The second is that the new event transpired in a relatively short period of time after the order was made. This period of time should not exceed a few months.
The third is that the application to appeal out of time is made promptly in the context of the case.
Finally, the last condition is that leave to appeal out of time would not put third parties at a disadvantage where they have acquired, in good faith, interests in property which are subject to the relevant order.
In order to be able to use a Barder event effectively, the event must be unforeseen and unforeseeable. Barder events are not set in stone and are often decided on specific facts. The courts tend to be restrictive in their approach to them and no one decision in one case is certain to be the same for another. As a result, Barder events are very rare, as changes to court orders are not preferred and should be used in exceptional circumstances only.
Barder events are usually considered and examined in cases involving:
Change in value of assets
Change in employment status
Death
Remarriage or cohabitation where it was concealed
Change in housing needs
Inheritance
Barder events are not applicable in the following:
Cases of redundancy
Change in calculation of an asset
Straightforward remarriage
A change in a child’s living circumstances can mean that the initial assumption the original order was based on is no longer applicable, so an appeal would be possible and most likely successful. An example is where a child’s primary carer changes from the mother to the father, meaning that the mother no longer has housing needs as high as she would have had when the order was made. As result, this means that the amount given to the mother can be reduced.
Depending on the facts of the case, receiving inheritance can constitute a Barder event. If an order was based on needs, this can affect the possibility of inheritance being a Barder event. For example, if the inheritance means that one party no longer needs the interest in the former matrimonial home to discharge debt, and the mortgage can be redeemed, then the assumption on which the order was made no longer applies.
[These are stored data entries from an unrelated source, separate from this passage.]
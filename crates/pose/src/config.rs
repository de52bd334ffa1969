use crate::backend::{BackendOptions, ExecutionProvider};
use crate::error::{PoseError, Result};
use common::{env_flag, env_opt, env_or};
use preprocess::{CropMode, DEFAULT_CROP_MARGIN, DEFAULT_INPUT_SIZE, DEFAULT_LANDMARK_INPUT_SIZE};
use std::env;
use std::fmt;
use std::path::{Path, PathBuf};
use std::str::FromStr;

pub use common::Environment;

pub const MAX_POOL_SIZE: usize = 16;

/// The three interchangeable BlazePose landmark models.
#[derive(Debug, Clone, Copy, PartialEq, Eq, Default)]
pub enum LandmarkVariant {
    Lite,
    #[default]
    Full,
    Heavy,
}

impl LandmarkVariant {
    pub fn as_str(&self) -> &'static str {
        match self {
            LandmarkVariant::Lite => "lite",
            LandmarkVariant::Full => "full",
            LandmarkVariant::Heavy => "heavy",
        }
    }

    pub fn file_name(&self) -> String {
        format!("pose_landmark_{}.onnx", self.as_str())
    }
}

impl FromStr for LandmarkVariant {
    type Err = String;

    fn from_str(s: &str) -> std::result::Result<Self, Self::Err> {
        match s.trim().to_lowercase().as_str() {
            "lite" => Ok(LandmarkVariant::Lite),
            "full" => Ok(LandmarkVariant::Full),
            "heavy" => Ok(LandmarkVariant::Heavy),
            other => Err(format!("unknown landmark variant '{}'", other)),
        }
    }
}

impl fmt::Display for LandmarkVariant {
    fn fmt(&self, f: &mut fmt::Formatter<'_>) -> fmt::Result {
        f.write_str(self.as_str())
    }
}

#[derive(Debug, Clone, Copy, PartialEq, Eq, Default)]
pub enum PipelineMode {
    /// Boxes plus 33 landmarks per person.
    #[default]
    Full,
    /// Person boxes only; the landmark stage is never loaded.
    BoxesOnly,
}

impl FromStr for PipelineMode {
    type Err = String;

    fn from_str(s: &str) -> std::result::Result<Self, Self::Err> {
        match s.trim().to_lowercase().as_str() {
            "full" => Ok(PipelineMode::Full),
            "boxes" | "boxes-only" | "boxes_only" => Ok(PipelineMode::BoxesOnly),
            other => Err(format!("unknown pipeline mode '{}'", other)),
        }
    }
}

fn parse_crop_mode(value: &str) -> Option<CropMode> {
    match value.trim().to_lowercase().as_str() {
        "square" => Some(CropMode::Square),
        "letterbox" => Some(CropMode::Letterbox),
        _ => None,
    }
}

/// Thresholds handed to the person detector on every call.
#[derive(Debug, Clone, Copy, PartialEq)]
pub struct DetectorSettings {
    pub confidence_threshold: f64,
    pub iou_threshold: f64,
    pub max_detections: usize,
    /// Explicit pre-NMS cap; `None` scales it with the image area.
    pub pre_nms_top_k: Option<usize>,
    pub person_only: bool,
    pub person_class_id: usize,
}

impl Default for DetectorSettings {
    fn default() -> Self {
        Self {
            confidence_threshold: 0.5,
            iou_threshold: 0.45,
            max_detections: 10,
            pre_nms_top_k: None,
            person_only: true,
            person_class_id: 0,
        }
    }
}

#[derive(Debug, Clone)]
pub struct PipelineConfig {
    pub environment: Environment,
    pub otel_endpoint: Option<String>,
    pub detector_model_path: String,
    pub landmark_model_dir: String,
    pub landmark_model_path: Option<String>,
    pub landmark_variant: LandmarkVariant,
    pub detector_input_size: (u32, u32),
    pub landmark_input_size: u32,
    pub detector: DetectorSettings,
    pub min_landmark_score: f64,
    pub pool_size: usize,
    pub engine_threads: usize,
    pub execution_provider: ExecutionProvider,
    pub mode: PipelineMode,
    pub crop_mode: CropMode,
    pub crop_margin: f64,
}

impl Default for PipelineConfig {
    fn default() -> Self {
        Self {
            environment: Environment::Development,
            otel_endpoint: None,
            detector_model_path: "models/yolov8n.onnx".to_string(),
            landmark_model_dir: "models".to_string(),
            landmark_model_path: None,
            landmark_variant: LandmarkVariant::default(),
            detector_input_size: DEFAULT_INPUT_SIZE,
            landmark_input_size: DEFAULT_LANDMARK_INPUT_SIZE,
            detector: DetectorSettings::default(),
            min_landmark_score: 0.5,
            pool_size: 2,
            engine_threads: 1,
            execution_provider: ExecutionProvider::Cpu,
            mode: PipelineMode::Full,
            crop_mode: CropMode::Square,
            crop_margin: DEFAULT_CROP_MARGIN,
        }
    }
}

impl PipelineConfig {
    /// Load configuration from environment variables with sensible defaults
    pub fn from_env() -> Self {
        let defaults = Self::default();

        let otel_endpoint = env::var("OTEL_EXPORTER_OTLP_ENDPOINT")
            .ok()
            .filter(|s| !s.trim().is_empty());

        let detector = DetectorSettings {
            confidence_threshold: env_or(
                "CONFIDENCE_THRESHOLD",
                defaults.detector.confidence_threshold,
            ),
            iou_threshold: env_or("IOU_THRESHOLD", defaults.detector.iou_threshold),
            max_detections: env_or("MAX_DETECTIONS", defaults.detector.max_detections),
            pre_nms_top_k: env_opt("PRE_NMS_TOP_K"),
            person_only: env_flag("PERSON_ONLY", defaults.detector.person_only),
            person_class_id: env_or("PERSON_CLASS_ID", defaults.detector.person_class_id),
        };

        Self {
            environment: Environment::from_env(),
            otel_endpoint,
            detector_model_path: env_or("DETECTOR_MODEL_PATH", defaults.detector_model_path),
            landmark_model_dir: env_or("LANDMARK_MODEL_DIR", defaults.landmark_model_dir),
            landmark_model_path: env_opt("LANDMARK_MODEL_PATH"),
            landmark_variant: env_or("LANDMARK_VARIANT", defaults.landmark_variant),
            detector_input_size: (
                env_or("DETECTOR_INPUT_WIDTH", defaults.detector_input_size.0),
                env_or("DETECTOR_INPUT_HEIGHT", defaults.detector_input_size.1),
            ),
            landmark_input_size: env_or("LANDMARK_INPUT_SIZE", defaults.landmark_input_size),
            detector,
            min_landmark_score: env_or("MIN_LANDMARK_SCORE", defaults.min_landmark_score),
            pool_size: env_or("POOL_SIZE", defaults.pool_size),
            engine_threads: env_or("ENGINE_THREADS", defaults.engine_threads),
            execution_provider: env_or("EXECUTION_PROVIDER", defaults.execution_provider),
            mode: env_or("PIPELINE_MODE", defaults.mode),
            crop_mode: env::var("CROP_MODE")
                .ok()
                .and_then(|s| parse_crop_mode(&s))
                .unwrap_or(defaults.crop_mode),
            crop_margin: env_or("CROP_MARGIN", defaults.crop_margin),
        }
    }

    /// Reject values outside their documented ranges.
    pub fn validate(&self) -> Result<()> {
        let d = &self.detector;
        if !(0.0..=1.0).contains(&d.confidence_threshold) {
            return invalid(format!(
                "confidence_threshold must be in [0, 1], got {}",
                d.confidence_threshold
            ));
        }
        if !(d.iou_threshold > 0.0 && d.iou_threshold < 1.0) {
            return invalid(format!(
                "iou_threshold must be in (0, 1), got {}",
                d.iou_threshold
            ));
        }
        if d.max_detections == 0 {
            return invalid("max_detections must be at least 1".to_string());
        }
        if d.pre_nms_top_k == Some(0) {
            return invalid("pre_nms_top_k must be at least 1 when set".to_string());
        }
        if !(0.0..=1.0).contains(&self.min_landmark_score) {
            return invalid(format!(
                "min_landmark_score must be in [0, 1], got {}",
                self.min_landmark_score
            ));
        }
        if !(1..=MAX_POOL_SIZE).contains(&self.pool_size) {
            return invalid(format!(
                "pool_size must be in 1..={}, got {}",
                MAX_POOL_SIZE, self.pool_size
            ));
        }
        if self.engine_threads == 0 {
            return invalid("engine_threads must be at least 1".to_string());
        }
        if self.detector_input_size.0 == 0 || self.detector_input_size.1 == 0 {
            return invalid(format!(
                "detector input size must be non-zero, got {:?}",
                self.detector_input_size
            ));
        }
        if self.landmark_input_size == 0 {
            return invalid("landmark_input_size must be non-zero".to_string());
        }
        if !(self.crop_margin >= 1.0 && self.crop_margin.is_finite()) {
            return invalid(format!(
                "crop_margin must be at least 1, got {}",
                self.crop_margin
            ));
        }
        Ok(())
    }

    /// Landmark slots actually created. An engine that multithreads internally
    /// gets a single slot.
    pub fn effective_pool_size(&self) -> usize {
        if self.engine_threads > 1 {
            1
        } else {
            self.pool_size
        }
    }

    pub fn landmark_model_path(&self) -> PathBuf {
        match &self.landmark_model_path {
            Some(path) => PathBuf::from(path),
            None => Path::new(&self.landmark_model_dir).join(self.landmark_variant.file_name()),
        }
    }

    pub fn backend_options(&self) -> BackendOptions {
        BackendOptions {
            intra_threads: self.engine_threads,
            provider: self.execution_provider,
        }
    }
}

fn invalid(message: String) -> Result<()> {
    Err(PoseError::InvalidConfig(message))
}

#[cfg(test)]
mod tests {
    use super::*;
    use serial_test::serial;

    const VARS: [&str; 10] = [
        "CONFIDENCE_THRESHOLD",
        "POOL_SIZE",
        "ENGINE_THREADS",
        "LANDMARK_VARIANT",
        "LANDMARK_MODEL_DIR",
        "LANDMARK_MODEL_PATH",
        "PIPELINE_MODE",
        "CROP_MODE",
        "PRE_NMS_TOP_K",
        "PERSON_ONLY",
    ];

    fn clear() {
        for var in VARS {
            unsafe { env::remove_var(var) };
        }
    }

    #[test]
    fn test_defaults_are_valid() {
        let config = PipelineConfig::default();
        config.validate().unwrap();
        assert_eq!(config.effective_pool_size(), 2);
        assert_eq!(
            config.landmark_model_path(),
            PathBuf::from("models/pose_landmark_full.onnx")
        );
    }

    #[test]
    #[serial]
    fn test_from_env_overrides() {
        clear();
        unsafe {
            env::set_var("CONFIDENCE_THRESHOLD", "0.7");
            env::set_var("POOL_SIZE", "4");
            env::set_var("LANDMARK_VARIANT", "HEAVY");
            env::set_var("LANDMARK_MODEL_DIR", "/opt/models");
            env::set_var("PIPELINE_MODE", "boxes");
            env::set_var("CROP_MODE", "letterbox");
            env::set_var("PRE_NMS_TOP_K", "50");
            env::set_var("PERSON_ONLY", "false");
        }

        let config = PipelineConfig::from_env();
        assert_eq!(config.detector.confidence_threshold, 0.7);
        assert_eq!(config.pool_size, 4);
        assert_eq!(config.landmark_variant, LandmarkVariant::Heavy);
        assert_eq!(
            config.landmark_model_path(),
            PathBuf::from("/opt/models/pose_landmark_heavy.onnx")
        );
        assert_eq!(config.mode, PipelineMode::BoxesOnly);
        assert_eq!(config.crop_mode, CropMode::Letterbox);
        assert_eq!(config.detector.pre_nms_top_k, Some(50));
        assert!(!config.detector.person_only);

        unsafe { env::set_var("LANDMARK_MODEL_PATH", "/tmp/custom.onnx") };
        assert_eq!(
            PipelineConfig::from_env().landmark_model_path(),
            PathBuf::from("/tmp/custom.onnx")
        );
        clear();
    }

    #[test]
    #[serial]
    fn test_unparsable_values_fall_back() {
        clear();
        unsafe {
            env::set_var("POOL_SIZE", "lots");
            env::set_var("LANDMARK_VARIANT", "ultra");
            env::set_var("CROP_MODE", "circle");
        }

        let config = PipelineConfig::from_env();
        assert_eq!(config.pool_size, 2);
        assert_eq!(config.landmark_variant, LandmarkVariant::Full);
        assert_eq!(config.crop_mode, CropMode::Square);
        clear();
    }

    #[test]
    fn test_engine_threads_force_single_slot() {
        let config = PipelineConfig {
            engine_threads: 4,
            pool_size: 3,
            ..PipelineConfig::default()
        };
        assert_eq!(config.effective_pool_size(), 1);
        assert_eq!(config.backend_options().intra_threads, 4);
    }

    #[test]
    fn test_validate_rejects_out_of_range() {
        let base = PipelineConfig::default();

        let mut config = base.clone();
        config.detector.confidence_threshold = 1.5;
        assert!(matches!(config.validate(), Err(PoseError::InvalidConfig(_))));

        let mut config = base.clone();
        config.detector.iou_threshold = 1.0;
        assert!(config.validate().is_err());

        let mut config = base.clone();
        config.detector.max_detections = 0;
        assert!(config.validate().is_err());

        let mut config = base.clone();
        config.pool_size = 0;
        assert!(config.validate().is_err());
        config.pool_size = MAX_POOL_SIZE + 1;
        assert!(config.validate().is_err());

        let mut config = base.clone();
        config.min_landmark_score = -0.1;
        assert!(config.validate().is_err());

        let mut config = base.clone();
        config.crop_margin = 0.5;
        assert!(config.validate().is_err());

        let mut config = base;
        config.landmark_input_size = 0;
        assert!(config.validate().is_err());
    }

    #[test]
    fn test_mode_parsing() {
        assert_eq!("Boxes-Only".parse(), Ok(PipelineMode::BoxesOnly));
        assert_eq!("full".parse(), Ok(PipelineMode::Full));
        assert!("other".parse::<PipelineMode>().is_err());
        assert_eq!(LandmarkVariant::Lite.file_name(), "pose_landmark_lite.onnx");
    }
}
The order first needs to be set aside. This means that the grounds on which this can happen must include a subsequent event, which is unforeseen and unforeseeable at the time the order was made and which invalidates the reason on which the order was made.
Barder events have to be exceptional. It is important to remember that in normal times, pre-pandemic, they were more often than not refused. In BT v CU [2021] EWFC 87, Mostyn J suggested that it was unlikely that the pandemic constituted a Barder event. However, whilst a similar application was rejected in HW v WW [2021] EWFC B20, the court held that the pandemic and its effect on key assets could potentially constitute a Barder event.